An electric buzz as the hare flashed by, and seven muzzled greyhounds shot after it to roars of encouragement from the crowd.

‘Slippy Boy’s in the lead,’ Tom shouted, turning to look up at them.

Evans leaned in to Denham’s ear. ‘If I’m understanding you right, you’re attaching conditions to handing it over—’

‘Of course I’m not.’ Denham gave an abashed smile. ‘King and country come first. But you can surely give me a guarantee—that you’ll use it to procure the release of the Liebermanns? Once you’ve got it you can start demanding whatever you want from Berlin—’

‘Dad, which dog did you bet on?’

‘Slippy Boy.’

He rested his hands on Tom’s shoulders. Evans was silent again, tall and sombre in black like a lay preacher, oblivious to the cheering tiers of flat-capped men around him.

Eventually he said, ‘It may not be that simple, Mr Denham.’

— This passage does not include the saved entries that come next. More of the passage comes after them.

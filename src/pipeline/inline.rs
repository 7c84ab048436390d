//! Asset resolution: embed images into the HTML as base64 data URIs.
//!
//! Two passes run in order over the HTML text:
//!
//! 1. **Remote reconciliation**: every URL the client reported as skipped
//!    is fetched, normalised and substituted for each literal
//!    `src="<url>"`.
//! 2. **Static inlining**: every `src="..."`/`src='...'` whose path starts
//!    with the static prefix is read from the static root, normalised and
//!    substituted in place.
//!
//! Any `src` that does not match is left exactly as written: external
//! assets the engine should fetch itself, data URIs, relative paths. A
//! failure for one image leaves that occurrence untouched and is logged;
//! it never aborts the pass.

use crate::config::{NormalizeOptions, PipelineConfig};
use crate::error::{AssetError, PipelineError};
use crate::output::{ImageAsset, InlineReport};
use crate::pipeline::fetch::ImageFetcher;
use crate::pipeline::normalize::{normalize_in_background, NormalizedImage};
use crate::progress::RenderProgressCallback;
use futures::stream::{self, StreamExt};
use once_cell::sync::Lazy;
use regex::Regex;
use std::collections::{HashMap, HashSet};
use std::ops::Range;
use std::path::{Component, Path, PathBuf};
use tracing::{debug, info, warn};

static RE_SRC_ATTR: Lazy<Regex> =
    Lazy::new(|| Regex::new(r#"src=["']([^"']+)["']"#).unwrap());

/// A located `src` attribute paired with the asset that replaces it.
#[derive(Debug)]
pub struct InlineDirective<'a> {
    /// Byte range of the whole `src="..."` attribute in the HTML.
    pub span: Range<usize>,
    pub asset: &'a ImageAsset,
}

/// Splice directives into `html`. Directives must be sorted by position
/// and must not overlap.
pub fn apply_directives(html: &str, directives: &[InlineDirective<'_>]) -> String {
    let mut out = String::with_capacity(html.len());
    let mut cursor = 0;
    for d in directives {
        out.push_str(&html[cursor..d.span.start]);
        out.push_str(&d.asset.src_attribute());
        cursor = d.span.end;
    }
    out.push_str(&html[cursor..]);
    out
}

/// Map a `src` value to a file under `root`.
///
/// Returns `Ok(None)` when the path component does not start with
/// `prefix`; such sources are not ours to touch.
///
/// # Errors
/// [`AssetError::PathRejected`] when the remainder is empty, not valid
/// percent-encoded UTF-8, or tries to leave `root`.
pub fn resolve_static_path(
    src: &str,
    prefix: &str,
    root: &Path,
) -> Result<Option<PathBuf>, AssetError> {
    if src.starts_with("data:") {
        return Ok(None);
    }

    let path = match reqwest::Url::parse(src) {
        Ok(url) => url.path().to_string(),
        Err(_) => src.split(['?', '#']).next().unwrap_or(src).to_string(),
    };

    let Some(rest) = path.strip_prefix(prefix) else {
        return Ok(None);
    };

    let rejected = || AssetError::PathRejected {
        src: src.to_string(),
    };
    let decoded = urlencoding::decode(rest).map_err(|_| rejected())?;
    let relative = Path::new(decoded.as_ref());

    let mut clean = PathBuf::new();
    for component in relative.components() {
        match component {
            Component::Normal(part) => clean.push(part),
            Component::CurDir => {}
            _ => return Err(rejected()),
        }
    }
    if clean.as_os_str().is_empty() {
        return Err(rejected());
    }

    Ok(Some(root.join(clean)))
}

/// Outcome counts of one pass.
#[derive(Debug, Default, Clone, Copy, PartialEq, Eq)]
pub struct PassStats {
    pub inlined: usize,
    pub failed: usize,
}

/// Locates, loads and embeds the images referenced by an HTML document.
#[derive(Debug, Clone)]
pub struct AssetResolver {
    fetcher: ImageFetcher,
    static_root: PathBuf,
    static_prefix: String,
    normalize: NormalizeOptions,
    concurrency: usize,
}

impl AssetResolver {
    pub fn new(
        fetcher: ImageFetcher,
        static_root: impl Into<PathBuf>,
        static_prefix: impl Into<String>,
        normalize: NormalizeOptions,
        concurrency: usize,
    ) -> Self {
        Self {
            fetcher,
            static_root: static_root.into(),
            static_prefix: static_prefix.into(),
            normalize,
            concurrency: concurrency.max(1),
        }
    }

    /// Build a resolver from pipeline settings.
    pub fn from_config(config: &PipelineConfig) -> Result<Self, PipelineError> {
        let fetcher = ImageFetcher::new(config.fetch_timeout_secs, config.max_remote_image_bytes)
            .map_err(|e| PipelineError::Internal(format!("HTTP client: {e}")))?;
        Ok(Self::new(
            fetcher,
            config.static_root.clone(),
            config.static_prefix.clone(),
            config.normalize,
            config.fetch_concurrency,
        ))
    }

    /// Run both passes: remote reconciliation, then static inlining.
    pub async fn resolve(
        &self,
        html: String,
        skipped_images: &[String],
        progress: &dyn RenderProgressCallback,
    ) -> (String, InlineReport) {
        let (html, remote) = self.inline_remote(html, skipped_images, progress).await;
        let (html, local) = self.inline_static(html, progress).await;

        let report = InlineReport {
            remote_inlined: remote.inlined,
            remote_failed: remote.failed,
            static_inlined: local.inlined,
            static_failed: local.failed,
            final_html_len: html.len(),
        };
        info!(
            "Inlining done: remote {}/{} ok, static {}/{} ok, html {} bytes",
            remote.inlined,
            remote.inlined + remote.failed,
            local.inlined,
            local.inlined + local.failed,
            report.final_html_len
        );
        (html, report)
    }

    /// Fetch each client-skipped URL and replace every `src="<url>"`.
    pub async fn inline_remote(
        &self,
        html: String,
        urls: &[String],
        progress: &dyn RenderProgressCallback,
    ) -> (String, PassStats) {
        let mut stats = PassStats::default();
        if urls.is_empty() {
            return (html, stats);
        }

        let mut seen = HashSet::new();
        let wanted: Vec<String> = urls
            .iter()
            .filter(|u| seen.insert(u.as_str()))
            .filter(|u| {
                let referenced = html.contains(&src_needle(u));
                if !referenced {
                    debug!("Skipped image {} is not referenced by the HTML", u);
                }
                referenced
            })
            .cloned()
            .collect();

        let fetched: Vec<(String, Result<ImageAsset, AssetError>)> = stream::iter(wanted)
            .map(|url| async move {
                let result = self.fetch_asset(&url).await;
                (url, result)
            })
            .buffered(self.concurrency)
            .collect()
            .await;

        let mut html = html;
        for (url, result) in fetched {
            let url = url.as_str();
            match result {
                Ok(asset) => {
                    html = html.replace(&src_needle(url), &asset.src_attribute());
                    info!("Inlined remote image {} ({} bytes)", url, asset.bytes.len());
                    progress.on_asset_inlined(url, asset.bytes.len());
                    stats.inlined += 1;
                }
                Err(AssetError::UnsupportedScheme { .. }) => {
                    warn!("Skipping non-http url for remote fetch: {}", url);
                    progress.on_asset_failed(url, "scheme not allowed");
                    stats.failed += 1;
                }
                Err(e) => {
                    warn!("Failed to fetch remote image {}: {}", url, e);
                    progress.on_asset_failed(url, &e.to_string());
                    stats.failed += 1;
                }
            }
        }

        (html, stats)
    }

    /// Replace every static-prefixed `src` with the file's data URI.
    pub async fn inline_static(
        &self,
        html: String,
        progress: &dyn RenderProgressCallback,
    ) -> (String, PassStats) {
        let mut stats = PassStats::default();

        let occurrences: Vec<(Range<usize>, &str)> = RE_SRC_ATTR
            .captures_iter(&html)
            .filter_map(|caps| Some((caps.get(0)?.range(), caps.get(1)?.as_str())))
            .collect();

        let mut targets: Vec<(String, PathBuf)> = Vec::new();
        let mut seen = HashSet::new();
        for (_, src) in &occurrences {
            if !seen.insert(*src) {
                continue;
            }
            match resolve_static_path(src, &self.static_prefix, &self.static_root) {
                Ok(Some(path)) => targets.push((src.to_string(), path)),
                Ok(None) => {}
                Err(e) => {
                    warn!("Could not inline local static image: {}", e);
                    progress.on_asset_failed(src, &e.to_string());
                    stats.failed += 1;
                }
            }
        }

        if targets.is_empty() {
            return (html, stats);
        }

        let loaded: Vec<(String, Result<ImageAsset, AssetError>)> = stream::iter(targets)
            .map(|(src, path)| async move {
                let result = self.load_static(&src, &path).await;
                (src, result)
            })
            .buffered(self.concurrency)
            .collect()
            .await;

        let mut assets: HashMap<String, ImageAsset> = HashMap::new();
        for (src, result) in loaded {
            match result {
                Ok(asset) => {
                    debug!("Loaded static image {} ({} bytes)", src, asset.bytes.len());
                    progress.on_asset_inlined(&src, asset.bytes.len());
                    stats.inlined += 1;
                    assets.insert(src, asset);
                }
                Err(e) => {
                    warn!("Could not inline local static image: {}", e);
                    progress.on_asset_failed(&src, &e.to_string());
                    stats.failed += 1;
                }
            }
        }

        let directives: Vec<InlineDirective<'_>> = occurrences
            .into_iter()
            .filter_map(|(span, src)| {
                assets.get(src).map(|asset| InlineDirective { span, asset })
            })
            .collect();

        let rewritten = apply_directives(&html, &directives);
        (rewritten, stats)
    }

    async fn fetch_asset(&self, url: &str) -> Result<ImageAsset, AssetError> {
        let bytes = self.fetcher.fetch(url).await?;
        let normalized = normalize_in_background(bytes, self.normalize).await?;
        Ok(into_asset(url, normalized))
    }

    async fn load_static(&self, src: &str, path: &Path) -> Result<ImageAsset, AssetError> {
        let bytes = tokio::fs::read(path)
            .await
            .map_err(|e| AssetError::StaticReadFailed {
                path: path.to_path_buf(),
                source: e,
            })?;
        let normalized = normalize_in_background(bytes, self.normalize).await?;
        Ok(into_asset(src, normalized))
    }
}

fn src_needle(url: &str) -> String {
    format!("src=\"{url}\"")
}

fn into_asset(source_ref: &str, img: NormalizedImage) -> ImageAsset {
    ImageAsset {
        source_ref: source_ref.to_string(),
        bytes: img.bytes,
        mime_type: img.mime_type,
        width: img.width,
        height: img.height,
    }
}
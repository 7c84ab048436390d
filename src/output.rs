//! Result and transient value types produced by the pipeline.
//!
//! None of these outlive a single request: [`ImageAsset`]s are dropped as
//! soon as their data URI is spliced into the HTML, and the
//! [`RenderAttempt`] trail exists only to be logged and returned to the
//! caller alongside the PDF.

use base64::{engine::general_purpose::STANDARD, Engine as _};
use serde::{Deserialize, Serialize};

/// An image ready to be embedded, owned by the request that fetched it.
#[derive(Debug, Clone, PartialEq, Eq)]
pub struct ImageAsset {
    /// URL or static path the bytes came from.
    pub source_ref: String,
    pub bytes: Vec<u8>,
    pub mime_type: String,
    /// Pixel width, 0 when the bytes could not be decoded.
    pub width: u32,
    /// Pixel height, 0 when the bytes could not be decoded.
    pub height: u32,
}

impl ImageAsset {
    /// `data:<mime>;base64,<payload>`
    pub fn data_uri(&self) -> String {
        format!("data:{};base64,{}", self.mime_type, STANDARD.encode(&self.bytes))
    }

    /// The attribute text that replaces the original `src="..."`.
    pub fn src_attribute(&self) -> String {
        format!("src=\"{}\"", self.data_uri())
    }
}

/// One rung of the retry ladder, kept for logs and the response trail.
#[derive(Debug, Clone, PartialEq, Serialize, Deserialize)]
pub struct RenderAttempt {
    /// Page scale used; 1.0 for the initial attempt.
    pub scale: f64,
    pub succeeded: bool,
    pub error_detail: Option<String>,
    pub duration_ms: u64,
}

/// Counts from the two inlining passes.
#[derive(Debug, Clone, Default, PartialEq, Eq, Serialize, Deserialize)]
pub struct InlineReport {
    pub remote_inlined: usize,
    pub remote_failed: usize,
    pub static_inlined: usize,
    pub static_failed: usize,
    /// Byte length of the HTML handed to the render engine.
    pub final_html_len: usize,
}

/// A finished PDF plus what it took to get it.
#[derive(Debug, Clone)]
pub struct RenderOutput {
    pub pdf: Vec<u8>,
    pub attempts: Vec<RenderAttempt>,
    pub inline: InlineReport,
    pub total_duration_ms: u64,
}

impl RenderOutput {
    /// Scale of the attempt that produced the PDF.
    pub fn final_scale(&self) -> Option<f64> {
        self.attempts.iter().find(|a| a.succeeded).map(|a| a.scale)
    }
}
//! Headless Chromium implementation of [`RenderEngine`] over the DevTools
//! protocol (`chromiumoxide`).
//!
//! Every [`RenderEngine::open`] launches its own browser process: a page
//! that wedges the renderer can then only take its own request down. The
//! browser is started with `--no-sandbox`, `--disable-setuid-sandbox` and
//! `--disable-dev-shm-usage` so it runs inside unprivileged containers
//! whose `/dev/shm` is tiny. Each browser gets a fresh profile directory,
//! deleted on release, so cookies and caches never carry over between
//! requests.
//!
//! URL sources wait for the `networkIdle` lifecycle event of the main frame
//! (bounded by [`ChromiumOptions::network_idle_timeout_secs`]) before the
//! image and font settle script runs.
//!
//! ## Cleanup
//!
//! [`ChromiumSurface`] owns the browser, the page and the task driving the
//! CDP connection. The retry ladder releases it explicitly. If the owning
//! future is dropped instead (client disconnect, request deadline), `Drop`
//! spawns the same shutdown on the runtime so no Chromium process outlives
//! its request.

use crate::error::RenderError;
use crate::pipeline::engine::{PdfOptions, RenderEngine, RenderSurface};
use crate::request::RenderSource;
use async_trait::async_trait;
use chromiumoxide::cdp::browser_protocol::page::{
    CaptureScreenshotFormat, EventLifecycleEvent, PrintToPdfParams, SetLifecycleEventsEnabledParams,
};
use chromiumoxide::cdp::js_protocol::runtime::EvaluateParams;
use chromiumoxide::page::ScreenshotParams;
use chromiumoxide::{Browser, BrowserConfig, Page};
use futures::{Stream, StreamExt};
use std::path::{Path, PathBuf};
use std::time::Duration;
use tempfile::TempDir;
use tokio::task::JoinHandle;
use tracing::{debug, info, warn};

/// Resolves once every `<img>` has loaded (or failed) and web fonts are in.
const SETTLE_SCRIPT: &str = r#"(async () => {
  const pending = Array.from(document.images)
    .filter((img) => !img.complete)
    .map((img) => new Promise((done) => { img.onload = done; img.onerror = done; }));
  await Promise.all(pending);
  if (document.fonts && document.fonts.ready) { await document.fonts.ready; }
  return document.images.length;
})()"#;

const SANDBOX_ARGS: [&str; 2] = ["--disable-setuid-sandbox", "--disable-dev-shm-usage"];

/// Launch and load settings for [`ChromiumEngine`].
#[derive(Debug, Clone)]
pub struct ChromiumOptions {
    /// Browser executable. `None` searches via `chrome_locate`.
    pub executable: Option<PathBuf>,
    /// Extra command-line switches appended after the built-in ones.
    pub extra_args: Vec<String>,
    pub launch_timeout_secs: u64,
    /// Upper bound for content load plus the settle script.
    pub load_timeout_secs: u64,
    /// How long a URL source may take to reach network idle. Expiry is
    /// logged and the page is printed as loaded.
    pub network_idle_timeout_secs: u64,
    /// Quiet period after load before the first print.
    pub settle_delay_ms: u64,
}

impl Default for ChromiumOptions {
    fn default() -> Self {
        Self {
            executable: None,
            extra_args: Vec::new(),
            launch_timeout_secs: 30,
            load_timeout_secs: 60,
            network_idle_timeout_secs: 30,
            settle_delay_ms: 500,
        }
    }
}

/// Launches one headless Chromium per request.
#[derive(Debug, Clone)]
pub struct ChromiumEngine {
    executable: PathBuf,
    options: ChromiumOptions,
}

impl ChromiumEngine {
    /// Resolve the browser executable and build the engine.
    ///
    /// # Errors
    /// [`RenderError::LoadFailed`] when no browser can be found.
    pub fn new(options: ChromiumOptions) -> Result<Self, RenderError> {
        let executable = chrome_locate::locate_chrome_or(options.executable.as_deref())
            .map_err(|e| RenderError::LoadFailed(e.to_string()))?;
        info!("Using browser at {}", executable.display());
        Ok(Self {
            executable,
            options,
        })
    }

    pub fn executable(&self) -> &std::path::Path {
        &self.executable
    }

    fn browser_config(&self, profile: &Path) -> Result<BrowserConfig, RenderError> {
        let mut builder = BrowserConfig::builder()
            .chrome_executable(&self.executable)
            .user_data_dir(profile)
            .no_sandbox()
            .launch_timeout(Duration::from_secs(self.options.launch_timeout_secs));
        for arg in SANDBOX_ARGS {
            builder = builder.arg(arg);
        }
        for arg in &self.options.extra_args {
            builder = builder.arg(arg.as_str());
        }
        builder.build().map_err(RenderError::LoadFailed)
    }

    async fn launch(&self) -> Result<ChromiumSurface, RenderError> {
        let profile = new_profile()?;
        let config = self.browser_config(profile.path())?;
        let (browser, mut handler) = Browser::launch(config)
            .await
            .map_err(|e| RenderError::LoadFailed(format!("browser launch: {e}")))?;

        let handler_task = tokio::spawn(async move {
            while let Some(event) = handler.next().await {
                if let Err(e) = event {
                    debug!("CDP handler event error: {}", e);
                }
            }
        });

        debug!("Browser launched with profile {}", profile.path().display());
        Ok(ChromiumSurface {
            browser: Some(browser),
            page: None,
            handler: Some(handler_task),
            profile: Some(profile),
            network_idle_timeout: Duration::from_secs(self.options.network_idle_timeout_secs),
            runtime: tokio::runtime::Handle::current(),
        })
    }
}

#[async_trait]
impl RenderEngine for ChromiumEngine {
    async fn open(&self, source: &RenderSource) -> Result<Box<dyn RenderSurface>, RenderError> {
        let mut surface = self.launch().await?;
        let load_timeout = Duration::from_secs(self.options.load_timeout_secs);

        let loaded = match tokio::time::timeout(load_timeout, surface.load(source)).await {
            Ok(result) => result,
            Err(_) => Err(RenderError::LoadFailed(format!(
                "content did not load within {}s",
                self.options.load_timeout_secs
            ))),
        };

        if let Err(e) = loaded {
            if let Err(close_err) = surface.shutdown().await {
                warn!("Browser cleanup after failed load: {}", close_err);
            }
            return Err(e);
        }

        if self.options.settle_delay_ms > 0 {
            tokio::time::sleep(Duration::from_millis(self.options.settle_delay_ms)).await;
        }
        Ok(Box::new(surface))
    }
}

/// A browser with one loaded page.
pub struct ChromiumSurface {
    browser: Option<Browser>,
    page: Option<Page>,
    handler: Option<JoinHandle<()>>,
    /// Removed once the browser has exited.
    profile: Option<TempDir>,
    network_idle_timeout: Duration,
    runtime: tokio::runtime::Handle,
}

impl ChromiumSurface {
    fn page(&self) -> Result<&Page, RenderError> {
        self.page
            .as_ref()
            .ok_or_else(|| RenderError::RenderFailed("no page loaded".to_string()))
    }

    async fn load(&mut self, source: &RenderSource) -> Result<(), RenderError> {
        let browser = self
            .browser
            .as_ref()
            .ok_or_else(|| RenderError::LoadFailed("browser already closed".to_string()))?;
        let page = browser
            .new_page("about:blank")
            .await
            .map_err(|e| RenderError::LoadFailed(format!("new page: {e}")))?;

        match source {
            RenderSource::Html(html) => {
                page.set_content(html.as_str())
                    .await
                    .map_err(|e| RenderError::LoadFailed(format!("set content: {e}")))?;
            }
            RenderSource::Url(url) => {
                let main_frame = page
                    .mainframe()
                    .await
                    .map_err(|e| RenderError::LoadFailed(format!("main frame: {e}")))?
                    .map(|id| id.inner().clone());
                let lifecycle = page
                    .event_listener::<EventLifecycleEvent>()
                    .await
                    .map_err(|e| RenderError::LoadFailed(format!("lifecycle listener: {e}")))?
                    .map(|ev| (ev.frame_id.inner().clone(), ev.name.clone()));
                page.execute(SetLifecycleEventsEnabledParams::new(true))
                    .await
                    .map_err(|e| RenderError::LoadFailed(format!("lifecycle events: {e}")))?;

                page.goto(url.as_str())
                    .await
                    .map_err(|e| RenderError::LoadFailed(format!("navigate to {url}: {e}")))?;
                page.wait_for_navigation()
                    .await
                    .map_err(|e| RenderError::LoadFailed(format!("wait for {url}: {e}")))?;

                let idle = tokio::time::timeout(
                    self.network_idle_timeout,
                    until_network_idle(lifecycle, main_frame.as_deref()),
                )
                .await;
                match idle {
                    Ok(true) => debug!("Network idle for {}", url),
                    Ok(false) => warn!("Lifecycle events ended before network idle for {}", url),
                    Err(_) => warn!(
                        "Network not idle after {}s for {}, printing as loaded",
                        self.network_idle_timeout.as_secs(),
                        url
                    ),
                }
            }
        }

        let settle = EvaluateParams::builder()
            .expression(SETTLE_SCRIPT)
            .await_promise(true)
            .return_by_value(true)
            .build()
            .map_err(RenderError::LoadFailed)?;
        match page.evaluate_expression(settle).await {
            Ok(result) => debug!("Content settled ({:?} images)", result.value()),
            // Non-fatal: the print goes ahead with whatever has loaded.
            Err(e) => warn!("Settle script failed: {}", e),
        }

        self.page = Some(page);
        Ok(())
    }

    async fn shutdown(&mut self) -> Result<(), RenderError> {
        let mut outcome = Ok(());

        if let Some(page) = self.page.take() {
            if let Err(e) = page.close().await {
                debug!("Page close failed: {}", e);
            }
        }
        if let Some(mut browser) = self.browser.take() {
            if let Err(e) = browser.close().await {
                outcome = Err(RenderError::RenderFailed(format!("browser close: {e}")));
                let _ = browser.kill().await;
            }
            if let Err(e) = browser.wait().await {
                debug!("Waiting for browser exit failed: {}", e);
            }
        }
        if let Some(handler) = self.handler.take() {
            handler.abort();
        }
        if let Some(profile) = self.profile.take() {
            if let Err(e) = profile.close() {
                debug!("Profile dir removal failed: {}", e);
            }
        }

        debug!("Browser released");
        outcome
    }
}

#[async_trait]
impl RenderSurface for ChromiumSurface {
    async fn pdf(&mut self, opts: &PdfOptions) -> Result<Vec<u8>, RenderError> {
        let page = self.page()?;
        page.pdf(print_params(opts))
            .await
            .map_err(|e| RenderError::RenderFailed(e.to_string()))
    }

    async fn screenshot(&mut self) -> Result<Vec<u8>, RenderError> {
        let page = self.page()?;
        let params = ScreenshotParams::builder()
            .format(CaptureScreenshotFormat::Png)
            .full_page(true)
            .build();
        page.screenshot(params)
            .await
            .map_err(|e| RenderError::ScreenshotFailed(e.to_string()))
    }

    async fn content(&mut self) -> Result<String, RenderError> {
        let page = self.page()?;
        page.content()
            .await
            .map_err(|e| RenderError::RenderFailed(format!("read content: {e}")))
    }

    async fn release(mut self: Box<Self>) -> Result<(), RenderError> {
        self.shutdown().await
    }
}

impl Drop for ChromiumSurface {
    fn drop(&mut self) {
        if self.browser.is_none() && self.page.is_none() {
            return;
        }
        let page = self.page.take();
        let browser = self.browser.take();
        let handler = self.handler.take();
        let profile = self.profile.take();

        self.runtime.spawn(async move {
            if let Some(page) = page {
                let _ = page.close().await;
            }
            if let Some(mut browser) = browser {
                if let Err(e) = browser.close().await {
                    warn!("Background browser cleanup failed: {}", e);
                    let _ = browser.kill().await;
                }
                let _ = browser.wait().await;
            }
            if let Some(handler) = handler {
                handler.abort();
            }
            drop(profile);
            debug!("Browser released from drop");
        });
    }
}

/// A fresh, empty `--user-data-dir` for one browser.
fn new_profile() -> Result<TempDir, RenderError> {
    tempfile::Builder::new()
        .prefix("folio-chromium-")
        .tempdir()
        .map_err(|e| RenderError::LoadFailed(format!("browser profile dir: {e}")))
}

/// Consume `(frame_id, event_name)` lifecycle pairs until the frame that
/// navigated reports `networkIdle`. Events before the navigation's `init`
/// belong to the blank page and are ignored. `frame` of `None` accepts any
/// frame. Returns `false` if the stream ends first.
async fn until_network_idle<S>(events: S, frame: Option<&str>) -> bool
where
    S: Stream<Item = (String, String)>,
{
    futures::pin_mut!(events);
    let mut navigating = false;
    while let Some((frame_id, name)) = events.next().await {
        if frame.is_some_and(|f| f != frame_id) {
            continue;
        }
        match name.as_str() {
            "init" => navigating = true,
            "networkIdle" if navigating => return true,
            _ => {}
        }
    }
    false
}

/// DevTools print parameters for `opts`.
pub fn print_params(opts: &PdfOptions) -> PrintToPdfParams {
    let layout = &opts.layout;
    PrintToPdfParams {
        landscape: Some(opts.landscape),
        display_header_footer: Some(layout.display_header_footer),
        print_background: Some(layout.print_background),
        scale: opts.scale,
        paper_width: Some(layout.paper_width_in),
        paper_height: Some(layout.paper_height_in),
        margin_top: Some(layout.margin_in),
        margin_bottom: Some(layout.margin_in),
        margin_left: Some(layout.margin_in),
        margin_right: Some(layout.margin_in),
        prefer_css_page_size: Some(opts.prefer_css_page_size),
        ..Default::default()
    }
}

He continued to watch the track, but his eyes were distant, reflecting some complex tableau of thoughts, and Denham understood. The SIS had politics of its own, and those prepared to play so ruthless and un-British a game as blackmail were probably few. He would have to trust that Evans, Rex, and whoever else was on their side would not be stopped.

The shouting rose as the dogs sped into the second lap.

‘In that case photograph everything in the dossier,’ Denham said. ‘I will use the original to exchange for the Liebermanns.’

The tall man considered this new tack, tapping the tip of his black umbrella on the ground and slowly shook his head. ‘The power of that dossier is its uniqueness and authenticity—and in the fact that we will have the original proof and no one else. Sorry. I can ask, but they’ll say no copies.’

Denham felt his spirits sliding.
There goes plan B.

Evans glanced sideways at Denham. ‘Our colleague, Mr Palmer-Ward, is getting most eager to take possession of it.’

‘Soon,’ Denham said, distracted. He had to think.

There was a great commotion as the hounds tore past in a blur, leaving behind one dog trampled, yelping in the dust, its hind legs broken. A great ‘oh’ from the crowd. Denham put his hands over Tom’s eyes as two men ran onto the track to put Slippy Boy out of his suffering.

T
he meeting around the kitchen table at Chamberlain Street that evening felt like a war cabinet. Denham explained that they were on their own in the matter of the Liebermanns; there would be no help from the British government. Eleanor began to cuss, but Denham cut right to it: the only idea he had left.